Former FCA policymaker and Hedera Global Policy VP Isadora Arredondo says the UK’s crypto strategy is being constrained by a persistent mismatch between policy ambition and on-the-ground execution.

Drawing on her experience at the UK Financial Conduct Authority (FCA), where she worked through Brexit-era reforms and later on crypto regulation, she offers an insider’s view of how regulatory intent often loses momentum during implementation.

In her assessment, the UK’s struggle to establish itself as a leading crypto hub is less about lacking vision and more about the difficulty of translating that vision into consistent regulatory action.

Speaking to CoinDesk in London, Arredondo said she had not previously grasped “the world that separates policy ambition from policy execution,” describing it as a “great divide” between what regulators aim to achieve and what is actually delivered.

The discussion took place shortly before the Bank of England introduced revised stablecoin rules, replacing earlier proposals that would have capped individual holdings with a broader systemic limit of £40 billion ($50.6 billion) per stablecoin.

UK crypto policy: ambition meets execution

Arredondo links today’s regulatory posture to her FCA experience between 2018 and 2021, a period marked by overlapping political and economic disruptions.

She rejects the idea that the FCA’s approach reflects hostility toward crypto, arguing instead that institutional overload and external crises slowed progress.

Brexit forced a major rewrite of regulatory frameworks, followed by the COVID-19 pandemic, which shifted priorities toward crisis management and financial stability.

During that period, crypto became a lower priority as the regulator focused on emergency lending and banking support measures.

Afterwards, high-profile failures such as London Capital & Finance and the Woodford Fund further reinforced a stricter consumer protection stance.

Together, these events helped shape a more cautious regulatory framework in which crypto is viewed primarily through a risk-management lens.

A split regulatory model

Arredondo says the FCA has effectively developed two parallel approaches to crypto oversight.

Large institutions tend to benefit from more proactive engagement, including sandbox initiatives like the Digital Securities Sandbox and broader experimentation with tokenization.

Smaller crypto firms, however, often face slower approvals and more fragmented regulatory scrutiny.

Unlike the EU’s MiCA regime, which created a dedicated crypto framework, the UK has largely attempted to regulate digital assets through existing financial rules.

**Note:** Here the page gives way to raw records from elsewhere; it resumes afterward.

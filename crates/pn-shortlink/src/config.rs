//! Store configuration

use serde::{Deserialize, Serialize};
use std::path::PathBuf;

/// Default location of the persisted index, relative to the working directory
pub const DEFAULT_DATA_PATH: &str = "data/short-links.json";

/// Default short id length
pub const DEFAULT_ID_LENGTH: usize = 8;

/// Default bound on id collision retries
pub const DEFAULT_MAX_ID_ATTEMPTS: u32 = 1024;

/// Short-link store configuration
#[derive(Debug, Clone, PartialEq, Eq, Serialize, Deserialize)]
#[serde(default)]
pub struct ShortLinkConfig {
    /// JSON file holding the index
    pub data_path: PathBuf,
    /// Characters per generated id
    pub id_length: usize,
    /// Ids tried before giving up on a create
    pub max_id_attempts: u32,
}

impl ShortLinkConfig {
    /// Create default configuration
    #[inline]
    #[must_use]
    pub fn new() -> Self {
        Self::default()
    }

    /// With index file path
    #[inline]
    #[must_use]
    pub fn with_data_path(mut self, path: impl Into<PathBuf>) -> Self {
        self.data_path = path.into();
        self
    }

    /// With id length (clamped to at least 1)
    #[inline]
    #[must_use]
    pub fn with_id_length(mut self, length: usize) -> Self {
        self.id_length = length.max(1);
        self
    }

    /// With collision retry bound (clamped to at least 1)
    #[inline]
    #[must_use]
    pub fn with_max_id_attempts(mut self, attempts: u32) -> Self {
        self.max_id_attempts = attempts.max(1);
        self
    }
}

impl Default for ShortLinkConfig {
    fn default() -> Self {
        Self {
            data_path: PathBuf::from(DEFAULT_DATA_PATH),
            id_length: DEFAULT_ID_LENGTH,
            max_id_attempts: DEFAULT_MAX_ID_ATTEMPTS,
        }
    }
}
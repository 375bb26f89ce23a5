//! Error types for the notation codec
//!
//! Decoding is expected to fail on user-supplied strings, so the public
//! `decode` entry points return `Option`. These errors carry the reason for
//! callers that want it (`try_decode`) and for debug logging.

/// Reasons a notation string was rejected
#[derive(Debug, Clone, PartialEq, Eq, thiserror::Error)]
pub enum NotationError {
    /// String does not start with the `PN:v` prefix
    #[error("notation must start with 'PN:v'")]
    MissingPrefix,

    /// Version segment is not a positive decimal integer
    #[error("invalid notation version: '{0}'")]
    InvalidVersion(String),

    /// The plate type segment is absent
    #[error("notation is missing the plate type segment")]
    MissingSegment,

    /// Plate type is not one of the supported well counts
    #[error("unsupported plate type: {0}")]
    UnsupportedPlateType(#[from] PlateTypeError),

    /// A well entry has no `:` between well id and fields
    #[error("malformed well entry (missing ':'): '{0}'")]
    MalformedEntry(String),
}

/// Invalid plate type value
#[derive(Debug, Clone, PartialEq, Eq, thiserror::Error)]
pub enum PlateTypeError {
    /// Value is a number but not an allowed well count
    #[error("{0} is not a supported well count (expected 6, 12, 24, 48, 96 or 384)")]
    UnsupportedCount(u32),

    /// Value is not a decimal number at all
    #[error("'{0}' is not a well count")]
    NotANumber(String),
}

/// Result alias for notation operations
pub type NotationResult<T> = Result<T, NotationError>;

#[cfg(test)]
mod tests {
    use super::*;

    #[test]
    fn plate_type_error_display() {
        let err = PlateTypeError::UnsupportedCount(7);
        assert_eq!(
            err.to_string(),
            "7 is not a supported well count (expected 6, 12, 24, 48, 96 or 384)"
        );
    }

    #[test]
    fn plate_type_error_converts() {
        let err: NotationError = PlateTypeError::NotANumber("abc".to_string()).into();
        assert!(matches!(err, NotationError::UnsupportedPlateType(_)));
    }

    #[test]
    fn malformed_entry_display() {
        let err = NotationError::MalformedEntry("A1x".to_string());
        assert!(err.to_string().contains("A1x"));
    }
}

Arredondo argues this results in longer authorization timelines and repeated assessments across multiple regulatory departments.

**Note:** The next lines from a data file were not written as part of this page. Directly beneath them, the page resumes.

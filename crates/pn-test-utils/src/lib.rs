//! Testing utilities for the plate notation workspace
//!
//! Shared fixtures, scripted id sources and faulty persistence backends.

#![allow(missing_docs)]

use async_trait::async_trait;
use parking_lot::Mutex;
use pn_notation::{PlateGrid, PlateType, WellRecord};
use pn_shortlink::{
    IdGenerator, LinkIndex, LinkPersistence, MemoryPersistence, PersistError, ShortLinkConfig,
    ShortLinkStore,
};
use std::collections::VecDeque;
use std::sync::atomic::{AtomicBool, AtomicUsize, Ordering};
use std::sync::Arc;
use tempfile::TempDir;

/// Notation of [`sample_grid`]
pub const SAMPLE_NOTATION: &str = "PN:v1/96/A1:-CompoundA-10-uM-1*B2:HeLa*H12:HEK293-DMSO";

pub fn compound_a() -> WellRecord {
    WellRecord::new()
        .with_compound("CompoundA")
        .with_concentration("10", "uM")
        .with_replicate(1)
}

pub fn sample_grid() -> PlateGrid {
    PlateGrid::new(PlateType::Wells96)
        .with_well("H12", WellRecord::new().with_cell_type("HEK293").with_compound("DMSO"))
        .with_well("A1", compound_a())
        .with_well("B2", WellRecord::new().with_cell_type("HeLa"))
}

/// Distinct valid notations, one well each
pub fn distinct_notations(count: usize) -> Vec<String> {
    (0..count)
        .map(|i| format!("PN:v1/384/A1:cell{i}"))
        .collect()
}

/// Store over a JSON file inside a fresh temp dir
///
/// Keep the returned [`TempDir`] alive for as long as the store is used.
pub fn temp_file_store() -> (TempDir, ShortLinkStore) {
    let dir = tempfile::tempdir().unwrap();
    let config = ShortLinkConfig::new().with_data_path(dir.path().join("data/short-links.json"));
    (dir, ShortLinkStore::new(config))
}

/// Plays back a fixed list of ids, then repeats the last one
#[derive(Debug)]
pub struct ScriptedIds {
    script: Mutex<VecDeque<String>>,
    last: Mutex<String>,
    calls: AtomicUsize,
}

impl ScriptedIds {
    pub fn new<I, S>(ids: I) -> Arc<Self>
    where
        I: IntoIterator<Item = S>,
        S: Into<String>,
    {
        let script: VecDeque<String> = ids.into_iter().map(Into::into).collect();
        let last = script.back().cloned().unwrap_or_else(|| "x".repeat(8));
        Arc::new(Self {
            script: Mutex::new(script),
            last: Mutex::new(last),
            calls: AtomicUsize::new(0),
        })
    }

    /// Number of ids handed out
    pub fn calls(&self) -> usize {
        self.calls.load(Ordering::SeqCst)
    }
}

impl IdGenerator for ScriptedIds {
    fn generate(&self, _length: usize) -> String {
        self.calls.fetch_add(1, Ordering::SeqCst);
        match self.script.lock().pop_front() {
            Some(id) => {
                self.last.lock().clone_from(&id);
                id
            }
            None => self.last.lock().clone(),
        }
    }
}

/// Memory backend whose loads and saves can be made to fail
#[derive(Debug, Default)]
pub struct FlakyPersistence {
    inner: MemoryPersistence,
    fail_loads: AtomicBool,
    fail_saves: AtomicBool,
    saves: AtomicUsize,
}

impl FlakyPersistence {
    pub fn new() -> Arc<Self> {
        Arc::new(Self::default())
    }

    pub fn seeded(index: LinkIndex) -> Arc<Self> {
        Arc::new(Self {
            inner: MemoryPersistence::with_index(index),
            ..Self::default()
        })
    }

    pub fn fail_loads(&self, fail: bool) {
        self.fail_loads.store(fail, Ordering::SeqCst);
    }

    pub fn fail_saves(&self, fail: bool) {
        self.fail_saves.store(fail, Ordering::SeqCst);
    }

    /// Successful saves so far
    pub fn saves(&self) -> usize {
        self.saves.load(Ordering::SeqCst)
    }

    pub fn snapshot(&self) -> Option<LinkIndex> {
        self.inner.snapshot()
    }
}

#[async_trait]
impl LinkPersistence for FlakyPersistence {
    async fn load(&self) -> Result<Option<LinkIndex>, PersistError> {
        if self.fail_loads.load(Ordering::SeqCst) {
            return Err(PersistError::Unavailable("load disabled".into()));
        }
        self.inner.load().await
    }

    async fn save(&self, index: &LinkIndex) -> Result<(), PersistError> {
        if self.fail_saves.load(Ordering::SeqCst) {
            return Err(PersistError::Unavailable("save disabled".into()));
        }
        self.inner.save(index).await?;
        self.saves.fetch_add(1, Ordering::SeqCst);
        Ok(())
    }
}
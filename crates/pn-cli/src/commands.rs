//! Subcommand implementations
//!
//! Each command returns the text to print so it can be exercised without a
//! process boundary.

use anyhow::{bail, Context};
use pn_notation::{
    notation_stats, parse_share_url, share_url_for_notation, try_decode, PlateGrid,
};
use pn_shortlink::{ShortLinkStore, ShortenRequest};

/// Encode a JSON plate grid
///
/// With `as_url` the notation is wrapped in a share URL under `base_url`.
/// Wells outside the plate's geometry are encoded as given but logged.
///
/// # Errors
///
/// Returns an error if `grid_json` is not a valid grid document.
pub fn encode(grid_json: &str, as_url: bool, base_url: Option<&str>) -> anyhow::Result<String> {
    let mut grid: PlateGrid =
        serde_json::from_str(grid_json).context("input is not a valid plate grid")?;
    grid.prune_empty();

    for id in grid.out_of_bounds() {
        tracing::warn!("Well {} is outside a {}-well plate", id, grid.plate_type);
    }
    for (id, record) in &grid.wells {
        for problem in record.validate() {
            tracing::warn!("Well {}: {}", id, problem);
        }
    }

    let notation = grid.to_notation();
    Ok(if as_url {
        share_url_for_notation(&notation, base_url)
    } else {
        notation
    })
}

/// Decode a notation into a pretty JSON grid
///
/// # Errors
///
/// Returns an error naming why the notation was rejected.
pub fn decode(notation: &str) -> anyhow::Result<String> {
    let decoded = try_decode(notation.trim()).context("invalid plate notation")?;
    Ok(serde_json::to_string_pretty(&decoded)?)
}

/// Size statistics as JSON
///
/// # Errors
///
/// Only fails if serialization fails.
pub fn stats(notation: &str) -> anyhow::Result<String> {
    Ok(serde_json::to_string_pretty(&notation_stats(notation.trim()))?)
}

/// Decode the layout carried by a share URL
///
/// # Errors
///
/// Returns an error if the URL carries no valid notation.
pub fn parse_url(url: &str) -> anyhow::Result<String> {
    let Some(decoded) = parse_share_url(url.trim()) else {
        bail!("no valid plate notation found in URL");
    };
    Ok(serde_json::to_string_pretty(&decoded)?)
}

/// Shorten a notation or share URL
///
/// Prints the absolute short URL when an origin is known, else `/s/<id>`.
///
/// # Errors
///
/// Returns store errors with context.
pub async fn shorten(
    store: &ShortLinkStore,
    request: &ShortenRequest,
    origin: Option<&str>,
) -> anyhow::Result<String> {
    let response = store
        .shorten(request)
        .await
        .context("failed to create short link")?;

    Ok(match origin {
        Some(origin) => response.short_url(&origin_of(origin)),
        None => response.short_path,
    })
}

/// Resolve a short id
///
/// With `redirect` prints the redirect target (`/` for unknown ids) instead
/// of failing.
///
/// # Errors
///
/// Returns an error for an unknown id unless `redirect` is set.
pub async fn resolve(store: &ShortLinkStore, id: &str, redirect: bool) -> anyhow::Result<String> {
    let id = id.trim();
    if redirect {
        return Ok(store.redirect_target(id).await);
    }

    match store.notation_by_short_id(id).await {
        Some(notation) => Ok(notation),
        None => bail!("unknown short id: {id}"),
    }
}

/// List stored links as `id<TAB>notation` lines
pub async fn list(store: &ShortLinkStore) -> String {
    store
        .records()
        .await
        .into_iter()
        .map(|r| format!("{}\t{}", r.id, r.notation))
        .collect::<Vec<_>>()
        .join("\n")
}

/// Scheme and authority of `base_url`, or the input unchanged if it has none
fn origin_of(base_url: &str) -> String {
    let Some((scheme, rest)) = base_url.split_once("://") else {
        return base_url.trim_end_matches('/').to_owned();
    };
    let authority = rest.split(['/', '?', '#']).next().unwrap_or_default();
    format!("{scheme}://{authority}")
}
//! Well contents
//!
//! A [`WellRecord`] describes what is in one well. Every field is optional;
//! a record with nothing in it is treated as an empty well.

use serde::{Deserialize, Serialize};

/// Contents of a single well
///
/// Serializes with the camelCase keys used by plate JSON documents,
/// omitting absent fields.
#[derive(Debug, Clone, Default, PartialEq, Eq, Serialize, Deserialize)]
#[serde(rename_all = "camelCase")]
pub struct WellRecord {
    /// Cell line or cell type seeded in the well
    #[serde(default, skip_serializing_if = "Option::is_none")]
    pub cell_type: Option<String>,

    /// Compound applied to the well
    #[serde(default, skip_serializing_if = "Option::is_none")]
    pub compound: Option<String>,

    /// Concentration, kept exactly as entered
    #[serde(default, skip_serializing_if = "Option::is_none")]
    pub concentration: Option<String>,

    /// Unit for `concentration` (e.g. `uM`)
    #[serde(default, skip_serializing_if = "Option::is_none")]
    pub concentration_units: Option<String>,

    /// Replicate number, 1-based
    #[serde(default, skip_serializing_if = "Option::is_none")]
    pub replicate: Option<u32>,
}

impl WellRecord {
    /// Create an empty record
    #[inline]
    #[must_use]
    pub fn new() -> Self {
        Self::default()
    }

    /// With cell type
    #[inline]
    #[must_use]
    pub fn with_cell_type(mut self, cell_type: impl Into<String>) -> Self {
        self.cell_type = Some(cell_type.into());
        self
    }

    /// With compound
    #[inline]
    #[must_use]
    pub fn with_compound(mut self, compound: impl Into<String>) -> Self {
        self.compound = Some(compound.into());
        self
    }

    /// With concentration and its unit
    #[inline]
    #[must_use]
    pub fn with_concentration(
        mut self,
        concentration: impl Into<String>,
        units: impl Into<String>,
    ) -> Self {
        self.concentration = Some(concentration.into());
        self.concentration_units = Some(units.into());
        self
    }

    /// With replicate number
    #[inline]
    #[must_use]
    pub fn with_replicate(mut self, replicate: u32) -> Self {
        self.replicate = Some(replicate);
        self
    }

    /// True when no field carries a non-blank value
    #[must_use]
    pub fn is_empty(&self) -> bool {
        self.text_fields().iter().all(|f| present(*f).is_none()) && self.replicate.is_none()
    }

    /// Field values in notation order; blank text counts as absent
    pub(crate) fn notation_fields(&self) -> [String; 5] {
        let [cell_type, compound, concentration, units] = self.text_fields();
        [
            present(cell_type).unwrap_or_default().to_string(),
            present(compound).unwrap_or_default().to_string(),
            present(concentration).unwrap_or_default().to_string(),
            present(units).unwrap_or_default().to_string(),
            self.replicate.map(|r| r.to_string()).unwrap_or_default(),
        ]
    }

    /// Rebuild a record from decoded fields, dropping empty ones
    ///
    /// Fields past the fifth are ignored. A replicate that does not start
    /// with a decimal number is dropped.
    pub(crate) fn from_notation_fields(fields: Vec<String>) -> Self {
        let mut fields = fields.into_iter().map(|f| Some(f).filter(|s| !s.is_empty()));
        let mut next = || fields.next().flatten();

        Self {
            cell_type: next(),
            compound: next(),
            concentration: next(),
            concentration_units: next(),
            replicate: next().as_deref().and_then(leading_u32),
        }
    }

    /// Check the record for values a plate editor would reject
    ///
    /// Returns one message per problem; an empty list means the record is
    /// acceptable.
    #[must_use]
    pub fn validate(&self) -> Vec<String> {
        let mut problems = Vec::new();

        if let Some(conc) = present(self.concentration.as_deref()) {
            if leading_float(conc).is_none() {
                problems.push("Concentration must be a valid number".to_string());
            }
        }

        if self.replicate == Some(0) {
            problems.push("Replicate number must be 1 or greater".to_string());
        }

        problems
    }

    fn text_fields(&self) -> [Option<&str>; 4] {
        [
            self.cell_type.as_deref(),
            self.compound.as_deref(),
            self.concentration.as_deref(),
            self.concentration_units.as_deref(),
        ]
    }
}

fn present(value: Option<&str>) -> Option<&str> {
    value.filter(|v| !v.trim().is_empty())
}

fn leading_u32(s: &str) -> Option<u32> {
    let end = s.find(|c: char| !c.is_ascii_digit()).unwrap_or(s.len());
    s[..end].parse().ok()
}

/// Parse the longest float-looking prefix (`"10 uM"` → 10.0)
fn leading_float(s: &str) -> Option<f64> {
    let s = s.trim_start();
    let mut end = 0;
    let mut seen_digit = false;
    let mut seen_dot = false;
    for (i, c) in s.char_indices() {
        match c {
            '+' | '-' if i == 0 => {}
            '.' if !seen_dot => seen_dot = true,
            '0'..='9' => seen_digit = true,
            _ => break,
        }
        end = i + c.len_utf8();
    }
    if !seen_digit {
        return None;
    }
    s[..end].parse().ok()
}
//! Short id generation

use rand::Rng;
use std::fmt::Debug;

/// Characters a short id is drawn from
pub const ALPHABET: &[u8] = b"abcdefghijklmnopqrstuvwxyzABCDEFGHIJKLMNOPQRSTUVWXYZ0123456789";

/// Source of candidate short ids
///
/// The store retries on collision, so implementations need not guarantee
/// uniqueness.
pub trait IdGenerator: Send + Sync + Debug {
    /// Produce a candidate id of `length` characters
    fn generate(&self, length: usize) -> String;
}

/// Uniform random ids over [`ALPHABET`]
#[derive(Debug, Clone, Copy, Default)]
pub struct RandomIdGenerator;

impl IdGenerator for RandomIdGenerator {
    fn generate(&self, length: usize) -> String {
        let mut rng = rand::rng();
        (0..length)
            .map(|_| char::from(ALPHABET[rng.random_range(0..ALPHABET.len())]))
            .collect()
    }
}

/// Whether `id` could have come from [`RandomIdGenerator`]
#[must_use]
pub fn is_valid_id(id: &str) -> bool {
    !id.is_empty() && id.bytes().all(|b| b.is_ascii_alphanumeric())
}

While she acknowledges frustration from industry participants, she maintains that the UK’s strict standards ultimately strengthen credibility and market trust.

Full regulatory implementation is expected in October 2027.

The bigger challenge: interoperability

Now at Hedera, Arredondo focuses on how governments and central banks are approaching digital money systems.

She says the key issue is not a lack of innovation, but the absence of interoperability across competing platforms.

Despite rapid development in blockchain networks, stablecoins, and tokenized financial instruments, she argues these systems remain largely disconnected.

Rather than isolated experimentation, she calls for coordinated standards that allow different systems to interact seamlessly.

This challenge is becoming more urgent as policymakers explore stablecoins, tokenized deposits, and central bank digital currencies at the same time.

She highlights the European Union as an example of a jurisdiction attempting to integrate multiple forms of digital money under a unified regulatory structure.

Institutional crypto and shifting narratives

The increasing participation of banks and major financial institutions in crypto has sparked debate over whether the industry is drifting away from its original decentralization ideals.

Arredondo rejects that interpretation.

She argues that institutional adoption reflects the mainstream absorption of ideas that originated within crypto, rather than a departure from them.

In her view, early crypto development raised fundamental questions about money and trust that are now being integrated into traditional finance.

Rather than a compromise, she sees this evolution as evidence that digital asset principles are becoming embedded within the broader financial system.